Sure here is a link and a quote, you can find more yourself but searching the Shroomery for 'snake venom' and 'hybridization'.
Certainly this is not exclusive to the species of mushrooms in this document, some strains of cubensis have been said to be created this way (Redboy maybe?) and there is also a story about a really special type of Cubensis-Azurescens hybrid, which most mycologists seem to find a hoax because they are too similar and it would be impossible to pull it off. I think it's PESA and you should probably consider it a marketing ploy, but if they are telling the truth, something like venom is probably how it was done.

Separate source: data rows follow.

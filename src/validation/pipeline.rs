//! Validation pipeline
//!
//! `validate_data` drives business validation: it walks an ordered mapping
//! of field → validator chain (plus an optional root chain), threading each
//! field's value through its chain and accumulating failures into one
//! `ErrorsList`. Validation is not fail-fast across fields — every declared
//! chain runs to completion and contributes before the pipeline decides
//! success.

use std::sync::Arc;

use async_trait::async_trait;

use crate::core::{PipelineResult, RequestContext};

use super::errors::{ErrorLocation, ErrorsList};
use super::value::{CleanedData, FieldValue};

/// Trait for business validators
///
/// A validator checks one value against the request context and either
/// passes it on (possibly transformed - existence validators replace ids
/// with loaded entities) or rejects it.
///
/// Rejection protocol: append at least one error at `location` (or, for
/// bulk validators, at element locations beneath it) and return
/// `Ok(None)`. Collaborator failures return `Err` and abort the whole
/// request — they cannot be attributed to a field.
#[async_trait]
pub trait AsyncValidator: Send + Sync {
    async fn validate(
        &self,
        ctx: &RequestContext,
        value: FieldValue,
        location: &ErrorLocation,
        errors: &mut ErrorsList,
    ) -> PipelineResult<Option<FieldValue>>;
}

/// Type alias for stored validators
pub type ArcValidator = Arc<dyn AsyncValidator>;

/// Target of one validator chain
#[derive(Debug, Clone, PartialEq, Eq)]
enum ChainTarget {
    Field(String),
    Root,
}

/// Ordered mapping of field → validator chain
///
/// Chains run in insertion order, and validators within a chain run in the
/// order they were added, so error ordering is a stable function of how the
/// orchestrator (and any extension filters) assembled the set.
#[derive(Clone, Default)]
pub struct ValidatorSet {
    entries: Vec<(ChainTarget, Vec<ArcValidator>)>,
}

impl ValidatorSet {
    pub fn new() -> Self {
        Self::default()
    }

    /// Append a validator to a field's chain
    pub fn add_field<V>(&mut self, field: impl Into<String>, validator: V)
    where
        V: AsyncValidator + 'static,
    {
        self.push(ChainTarget::Field(field.into()), Arc::new(validator));
    }

    /// Append a validator to the operation-level chain
    pub fn add_root<V>(&mut self, validator: V)
    where
        V: AsyncValidator + 'static,
    {
        self.push(ChainTarget::Root, Arc::new(validator));
    }

    fn push(&mut self, target: ChainTarget, validator: ArcValidator) {
        if let Some((_, chain)) = self.entries.iter_mut().find(|(t, _)| *t == target) {
            chain.push(validator);
        } else {
            self.entries.push((target, vec![validator]));
        }
    }

    /// Number of declared chains
    pub fn len(&self) -> usize {
        self.entries.len()
    }

    pub fn is_empty(&self) -> bool {
        self.entries.is_empty()
    }

    /// Declared field names, root excluded
    pub fn field_names(&self) -> impl Iterator<Item = &str> {
        self.entries.iter().filter_map(|(target, _)| match target {
            ChainTarget::Field(name) => Some(name.as_str()),
            ChainTarget::Root => None,
        })
    }
}

impl std::fmt::Debug for ValidatorSet {
    fn fmt(&self, f: &mut std::fmt::Formatter<'_>) -> std::fmt::Result {
        let mut map = f.debug_map();
        for (target, chain) in &self.entries {
            map.entry(target, &chain.len());
        }
        map.finish()
    }
}

/// Run one validator chain over a value
///
/// Threads the value through the chain in order; stops the chain at the
/// first rejection (the value is no longer trusted) and reports it with
/// `None`. Used by `validate_data` for fields and by bulk validators for
/// elements.
pub async fn run_chain(
    ctx: &RequestContext,
    chain: &[ArcValidator],
    mut value: FieldValue,
    location: &ErrorLocation,
    errors: &mut ErrorsList,
) -> PipelineResult<Option<FieldValue>> {
    for validator in chain {
        match validator.validate(ctx, value, location, errors).await? {
            Some(cleaned) => value = cleaned,
            None => return Ok(None),
        }
    }
    Ok(Some(value))
}

/// Run business validators over cleaned data
///
/// - A field's chain runs only if the field is structurally present;
///   validators never see absent values.
/// - A field whose chain rejects (or appends any error under the field) is
///   excluded from the returned cleaned data; sibling fields still run.
/// - The root chain receives the full cleaned mapping as an entity value
///   and may replace it wholesale; a root failure accumulates at the root
///   location without suppressing field results.
pub async fn validate_data(
    ctx: &RequestContext,
    mut data: CleanedData,
    validators: &ValidatorSet,
    mut errors: ErrorsList,
) -> PipelineResult<(CleanedData, ErrorsList)> {
    for (target, chain) in &validators.entries {
        match target {
            ChainTarget::Field(name) => {
                let Some(value) = data.get(name).cloned() else {
                    continue;
                };
                let location = ErrorLocation::field(name.clone());
                let result = run_chain(ctx, chain, value, &location, &mut errors).await?;
                match result {
                    Some(cleaned) if !errors.has_field_errors(name) => {
                        data.insert(name.clone(), cleaned);
                    }
                    _ => {
                        data.remove(name);
                    }
                }
            }
            ChainTarget::Root => {
                let value = FieldValue::entity(data.clone());
                let result =
                    run_chain(ctx, chain, value, &ErrorLocation::Root, &mut errors).await?;
                if let Some(cleaned) = result {
                    if let Some(replaced) = cleaned.downcast::<CleanedData>() {
                        data = (*replaced).clone();
                    }
                }
            }
        }
    }

    Ok((data, errors))
}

http://www.nwbotanicals.org/nwb/lexicon/hybridcordyceps.htm
HYBRIDIZATION:
Once we had developed the substrate and growth parameters to optimize the target compounds, we started looking into the chemical profile differences from different strains of Cordyceps sinensis. Since there were so many strains of Cordyceps, and each strain has its own unique chemical profile, we tested all of the strains we were able to obtain. None of the known strains was shown to produce nearly the quantities of active ingredients found in the wild Cordyceps. So we started experimenting with ways to quantitatively increase the target compound production through the hybridization of Cordyceps strains; to cross breed them in order to gain greater production of target compounds. This was quite a challenge. Since spore collection and separation is very time consuming and results in entirely too much unknown variations, we felt this method would take too much time before we had reliable results. Rather we took a novel approach. We experimented with various ways to get different strains of the fungi to perform their own nuclear fusion. There are several chemicals known to trigger this exchange of genetic material between unlike cells. Nicotinic acid for instance, can be used to create hybridized mycelium. This compound is difficult to use and yields unreliable results. After trying several different compounds to trigger this fusion, what we settled on was snake venom. See Illustration 1
Illustration 1 – Collecting snake venom
SNAKE VENOM AS A HYBRIDIZATION AGENT:
We used purified snake venom from the Western Diamondback Rattlesnake (Crotalus atrox see illustration 2) [Sigma Scientific, St Louis Missouri, USA] for our hybridization techniques. The snake venom is added to the agar medium in quantities that alters the growth but does not prove toxic to the strain in question. This range of snake venom is from 10 mg to 30 mg per 300 ml of agar medium. The venom is not heat stable and must be added aseptically after sterilization of the medium. The agar used for this hybridization is an Aloha Medicinals Inc. proprietary agar named R7 Agar, consisting of malt extract, activated carbon, minerals and humus – the carbon-rich ash residue from a coal burning industrial process. For the exact recipe see table 4. Other agars could probably be used as well. This just happens to be our production agar that we use everyday, and once we found that it also worked with the snake venom for hybridization, we found no reason to experiment with any other agar.